In the records that come next, find every line with "into". Return those lines.

Saved data entries
* * *

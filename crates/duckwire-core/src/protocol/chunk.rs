//! Payload chunking for streamed transfers.
//!
//! Large payloads (keystroke text blocks, SD file contents) cannot be sent
//! as one frame: the device buffers at most ~128 bytes per command and
//! processes chunks only as fast as it can execute them.  The streamer
//! therefore splits a payload into fixed-size chunks and gates each send on
//! the acknowledgement of the previous one.
//!
//! This module holds only the arithmetic.  The contract:
//!
//! - chunk count = ceil(len / chunk_size)
//! - offsets are strictly monotonic and non-overlapping
//! - concatenating all chunks in order reproduces the payload exactly
//! - only the last chunk may be shorter than `chunk_size`

/// One bounded slice of a larger payload.
///
/// Chunks are ephemeral: they borrow the payload and are consumed as they
/// are transmitted.
#[derive(Debug, Clone, Copy, PartialEq, Eq)]
pub struct Chunk<'a> {
    /// Byte offset of this chunk within the payload.
    pub offset: usize,
    /// The chunk bytes.
    pub data: &'a [u8],
}

impl Chunk<'_> {
    pub fn len(&self) -> usize {
        self.data.len()
    }

    pub fn is_empty(&self) -> bool {
        self.data.is_empty()
    }
}

/// Returns the number of chunks a payload of `len` bytes produces.
pub fn chunk_count(len: usize, chunk_size: usize) -> usize {
    assert!(chunk_size > 0, "chunk size must be non-zero");
    len.div_ceil(chunk_size)
}

/// Splits `payload` into chunks of at most `chunk_size` bytes.
///
/// An empty payload yields no chunks.
///
/// # Panics
///
/// Panics if `chunk_size` is zero (a configuration bug, not a runtime
/// condition).
pub fn chunk_payload(payload: &[u8], chunk_size: usize) -> impl Iterator<Item = Chunk<'_>> {
    assert!(chunk_size > 0, "chunk size must be non-zero");
    payload
        .chunks(chunk_size)
        .enumerate()
        .map(move |(i, data)| Chunk {
            offset: i * chunk_size,
            data,
        })
}
//! Pure domain logic with no I/O dependencies.

pub mod keys;

pub use keys::{ComboState, Modifier, ReleaseOutcome, ToggleOutcome};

* * *

OUTPUT BELOW:
//! therefore splits a payload into fixed-size chunks and gates each send on
/// Splits `payload` into chunks of at most `chunk_size` bytes.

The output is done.